** RECORDS SUPPLIED **
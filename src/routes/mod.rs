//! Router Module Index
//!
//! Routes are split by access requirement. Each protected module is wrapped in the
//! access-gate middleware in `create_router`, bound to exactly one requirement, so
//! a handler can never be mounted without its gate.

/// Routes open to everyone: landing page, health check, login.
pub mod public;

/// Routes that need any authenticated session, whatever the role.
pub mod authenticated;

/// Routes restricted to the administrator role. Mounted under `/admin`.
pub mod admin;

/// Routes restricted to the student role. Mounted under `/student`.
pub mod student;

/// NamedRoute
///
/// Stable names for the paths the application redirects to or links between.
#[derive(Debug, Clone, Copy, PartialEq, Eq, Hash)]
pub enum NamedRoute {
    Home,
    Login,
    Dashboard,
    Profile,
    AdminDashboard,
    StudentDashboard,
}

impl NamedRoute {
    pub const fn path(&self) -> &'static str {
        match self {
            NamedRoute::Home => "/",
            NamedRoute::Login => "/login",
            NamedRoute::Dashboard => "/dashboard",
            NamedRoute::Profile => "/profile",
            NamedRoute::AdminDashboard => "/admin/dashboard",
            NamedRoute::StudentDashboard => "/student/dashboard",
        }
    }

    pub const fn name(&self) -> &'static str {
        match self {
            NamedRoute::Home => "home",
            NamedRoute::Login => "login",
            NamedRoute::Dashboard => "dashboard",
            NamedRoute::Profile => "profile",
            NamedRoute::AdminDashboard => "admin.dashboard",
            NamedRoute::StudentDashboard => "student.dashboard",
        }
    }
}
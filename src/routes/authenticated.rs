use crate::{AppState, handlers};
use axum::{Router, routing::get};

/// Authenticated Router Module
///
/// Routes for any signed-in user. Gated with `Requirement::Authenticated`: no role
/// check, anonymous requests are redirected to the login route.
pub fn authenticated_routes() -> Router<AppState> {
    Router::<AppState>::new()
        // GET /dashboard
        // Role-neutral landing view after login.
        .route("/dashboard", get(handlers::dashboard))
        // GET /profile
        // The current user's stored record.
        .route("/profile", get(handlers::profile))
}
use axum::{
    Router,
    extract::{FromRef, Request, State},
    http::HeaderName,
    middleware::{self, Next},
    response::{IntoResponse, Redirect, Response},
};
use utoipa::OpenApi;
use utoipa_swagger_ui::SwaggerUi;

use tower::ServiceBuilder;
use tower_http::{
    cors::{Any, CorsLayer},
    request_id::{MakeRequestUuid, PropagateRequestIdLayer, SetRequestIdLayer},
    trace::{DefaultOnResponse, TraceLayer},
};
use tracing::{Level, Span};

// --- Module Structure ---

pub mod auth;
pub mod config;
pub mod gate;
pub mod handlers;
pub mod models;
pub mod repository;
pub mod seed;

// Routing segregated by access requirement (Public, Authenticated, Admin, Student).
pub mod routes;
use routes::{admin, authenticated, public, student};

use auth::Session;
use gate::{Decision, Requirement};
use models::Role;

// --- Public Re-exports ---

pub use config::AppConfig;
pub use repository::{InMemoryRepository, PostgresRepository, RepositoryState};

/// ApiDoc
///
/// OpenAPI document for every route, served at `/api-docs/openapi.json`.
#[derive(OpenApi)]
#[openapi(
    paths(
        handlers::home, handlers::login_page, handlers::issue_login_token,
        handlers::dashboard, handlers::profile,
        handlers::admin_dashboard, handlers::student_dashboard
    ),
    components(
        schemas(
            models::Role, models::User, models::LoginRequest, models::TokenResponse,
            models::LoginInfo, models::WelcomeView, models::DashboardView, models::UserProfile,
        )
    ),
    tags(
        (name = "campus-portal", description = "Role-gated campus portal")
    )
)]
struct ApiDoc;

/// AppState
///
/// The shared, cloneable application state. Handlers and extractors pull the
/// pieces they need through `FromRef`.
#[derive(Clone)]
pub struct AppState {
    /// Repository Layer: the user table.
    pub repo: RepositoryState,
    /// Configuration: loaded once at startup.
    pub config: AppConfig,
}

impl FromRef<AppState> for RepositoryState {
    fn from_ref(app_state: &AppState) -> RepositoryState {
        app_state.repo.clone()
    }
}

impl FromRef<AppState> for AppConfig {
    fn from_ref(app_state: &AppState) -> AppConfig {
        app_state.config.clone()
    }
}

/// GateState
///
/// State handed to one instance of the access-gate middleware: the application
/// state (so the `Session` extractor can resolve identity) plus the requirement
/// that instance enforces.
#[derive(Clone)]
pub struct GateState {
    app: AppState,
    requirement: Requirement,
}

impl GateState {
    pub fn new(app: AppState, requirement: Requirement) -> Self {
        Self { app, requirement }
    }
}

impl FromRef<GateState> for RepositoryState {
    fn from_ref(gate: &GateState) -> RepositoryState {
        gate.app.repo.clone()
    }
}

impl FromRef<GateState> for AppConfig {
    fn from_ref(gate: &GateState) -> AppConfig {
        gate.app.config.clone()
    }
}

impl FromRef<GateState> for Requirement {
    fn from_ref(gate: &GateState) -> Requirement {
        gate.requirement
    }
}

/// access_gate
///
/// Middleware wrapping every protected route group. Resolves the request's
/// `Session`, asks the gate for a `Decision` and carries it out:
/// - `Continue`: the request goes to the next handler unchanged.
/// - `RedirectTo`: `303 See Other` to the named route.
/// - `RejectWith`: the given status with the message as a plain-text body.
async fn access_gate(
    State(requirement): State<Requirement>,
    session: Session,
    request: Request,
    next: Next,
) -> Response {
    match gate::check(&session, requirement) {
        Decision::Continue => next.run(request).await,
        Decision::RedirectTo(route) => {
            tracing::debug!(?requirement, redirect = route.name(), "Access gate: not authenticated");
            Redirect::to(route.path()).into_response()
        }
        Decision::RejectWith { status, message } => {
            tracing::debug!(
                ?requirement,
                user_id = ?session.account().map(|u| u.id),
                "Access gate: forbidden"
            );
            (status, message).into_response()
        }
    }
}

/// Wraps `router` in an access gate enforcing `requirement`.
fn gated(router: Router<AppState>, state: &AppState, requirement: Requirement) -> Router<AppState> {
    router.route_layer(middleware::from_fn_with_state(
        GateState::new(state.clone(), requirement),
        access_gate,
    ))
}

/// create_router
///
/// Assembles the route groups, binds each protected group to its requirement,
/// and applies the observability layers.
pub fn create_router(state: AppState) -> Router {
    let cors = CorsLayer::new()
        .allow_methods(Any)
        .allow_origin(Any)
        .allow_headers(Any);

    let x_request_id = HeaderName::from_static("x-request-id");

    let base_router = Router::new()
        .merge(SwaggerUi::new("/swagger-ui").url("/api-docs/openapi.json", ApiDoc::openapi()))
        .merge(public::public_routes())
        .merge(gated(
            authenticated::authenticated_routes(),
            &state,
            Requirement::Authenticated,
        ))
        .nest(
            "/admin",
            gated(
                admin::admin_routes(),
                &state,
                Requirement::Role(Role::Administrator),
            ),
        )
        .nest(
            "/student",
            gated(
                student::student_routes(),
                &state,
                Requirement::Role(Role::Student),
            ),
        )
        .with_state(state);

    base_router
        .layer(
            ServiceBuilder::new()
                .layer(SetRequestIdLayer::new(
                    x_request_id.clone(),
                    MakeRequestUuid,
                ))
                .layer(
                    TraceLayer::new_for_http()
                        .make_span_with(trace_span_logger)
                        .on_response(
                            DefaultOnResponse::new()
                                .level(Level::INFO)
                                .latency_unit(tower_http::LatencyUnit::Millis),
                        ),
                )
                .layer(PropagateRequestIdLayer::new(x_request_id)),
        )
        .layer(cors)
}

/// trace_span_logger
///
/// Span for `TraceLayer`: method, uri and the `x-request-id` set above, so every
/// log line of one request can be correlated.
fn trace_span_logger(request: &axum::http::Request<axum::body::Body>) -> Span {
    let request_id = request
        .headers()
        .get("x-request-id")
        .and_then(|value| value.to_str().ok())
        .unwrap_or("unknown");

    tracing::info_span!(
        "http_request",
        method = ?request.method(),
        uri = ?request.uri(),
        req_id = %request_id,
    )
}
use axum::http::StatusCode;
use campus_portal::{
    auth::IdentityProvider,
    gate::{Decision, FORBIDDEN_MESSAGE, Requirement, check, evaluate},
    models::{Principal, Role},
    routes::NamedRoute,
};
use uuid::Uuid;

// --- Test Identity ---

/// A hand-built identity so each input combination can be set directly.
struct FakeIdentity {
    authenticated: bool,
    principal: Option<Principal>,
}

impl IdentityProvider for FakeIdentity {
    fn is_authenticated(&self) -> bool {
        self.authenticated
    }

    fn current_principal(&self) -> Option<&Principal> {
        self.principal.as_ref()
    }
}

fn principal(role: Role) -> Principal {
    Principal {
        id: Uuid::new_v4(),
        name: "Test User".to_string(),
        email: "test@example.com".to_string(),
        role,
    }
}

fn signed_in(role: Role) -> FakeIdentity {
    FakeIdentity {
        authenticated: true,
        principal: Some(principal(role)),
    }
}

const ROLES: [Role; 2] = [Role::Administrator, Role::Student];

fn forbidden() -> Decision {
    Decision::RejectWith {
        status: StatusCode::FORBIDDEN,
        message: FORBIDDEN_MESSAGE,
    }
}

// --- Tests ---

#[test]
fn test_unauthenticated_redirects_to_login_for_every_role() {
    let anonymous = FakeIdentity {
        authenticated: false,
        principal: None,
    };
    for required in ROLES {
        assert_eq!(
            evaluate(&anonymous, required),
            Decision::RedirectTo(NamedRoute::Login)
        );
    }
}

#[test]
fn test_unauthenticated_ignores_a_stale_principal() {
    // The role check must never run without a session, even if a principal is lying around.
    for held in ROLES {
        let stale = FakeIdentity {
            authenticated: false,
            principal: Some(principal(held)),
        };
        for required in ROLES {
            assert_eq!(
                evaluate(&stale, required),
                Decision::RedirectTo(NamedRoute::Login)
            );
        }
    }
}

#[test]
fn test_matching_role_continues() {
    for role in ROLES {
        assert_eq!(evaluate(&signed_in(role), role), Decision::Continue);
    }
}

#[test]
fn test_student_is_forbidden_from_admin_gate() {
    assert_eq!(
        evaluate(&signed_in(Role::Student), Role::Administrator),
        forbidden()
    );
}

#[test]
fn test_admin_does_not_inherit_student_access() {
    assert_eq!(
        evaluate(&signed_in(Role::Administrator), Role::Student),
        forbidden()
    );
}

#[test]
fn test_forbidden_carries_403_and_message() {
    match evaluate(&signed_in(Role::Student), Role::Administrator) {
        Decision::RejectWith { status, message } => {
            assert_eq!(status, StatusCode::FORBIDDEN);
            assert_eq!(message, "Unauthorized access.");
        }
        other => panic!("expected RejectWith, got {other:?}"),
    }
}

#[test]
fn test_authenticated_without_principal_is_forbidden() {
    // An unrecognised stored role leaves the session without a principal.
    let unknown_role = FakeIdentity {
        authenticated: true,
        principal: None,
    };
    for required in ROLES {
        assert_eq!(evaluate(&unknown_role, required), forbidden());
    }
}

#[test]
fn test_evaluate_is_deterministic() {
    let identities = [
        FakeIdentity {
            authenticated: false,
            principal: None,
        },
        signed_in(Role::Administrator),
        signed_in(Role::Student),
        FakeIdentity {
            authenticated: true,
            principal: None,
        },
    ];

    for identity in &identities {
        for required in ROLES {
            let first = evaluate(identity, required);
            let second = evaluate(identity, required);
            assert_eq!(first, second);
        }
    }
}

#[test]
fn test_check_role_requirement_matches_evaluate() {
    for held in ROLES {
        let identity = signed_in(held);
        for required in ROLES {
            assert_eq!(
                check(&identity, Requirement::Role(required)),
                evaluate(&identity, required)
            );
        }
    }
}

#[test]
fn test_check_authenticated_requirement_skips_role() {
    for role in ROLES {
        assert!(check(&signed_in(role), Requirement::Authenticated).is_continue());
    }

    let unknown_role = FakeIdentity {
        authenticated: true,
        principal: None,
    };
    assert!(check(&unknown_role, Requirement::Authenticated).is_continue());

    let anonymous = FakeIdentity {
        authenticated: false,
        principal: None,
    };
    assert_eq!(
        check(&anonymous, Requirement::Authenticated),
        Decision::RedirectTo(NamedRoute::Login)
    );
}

** YOUR OBJECTIVE **
What is needed is every line from the start of the entries through the line containing "pub mod public;", returned word for word and nothing else.

** EXPECTED ANSWER **
filename src/routes/mod.rs
//! Router Module Index
//!
//! Routes are split by access requirement. Each protected module is wrapped in the
//! access-gate middleware in `create_router`, bound to exactly one requirement, so
//! a handler can never be mounted without its gate.

/// Routes open to everyone: landing page, health check, login.
pub mod public;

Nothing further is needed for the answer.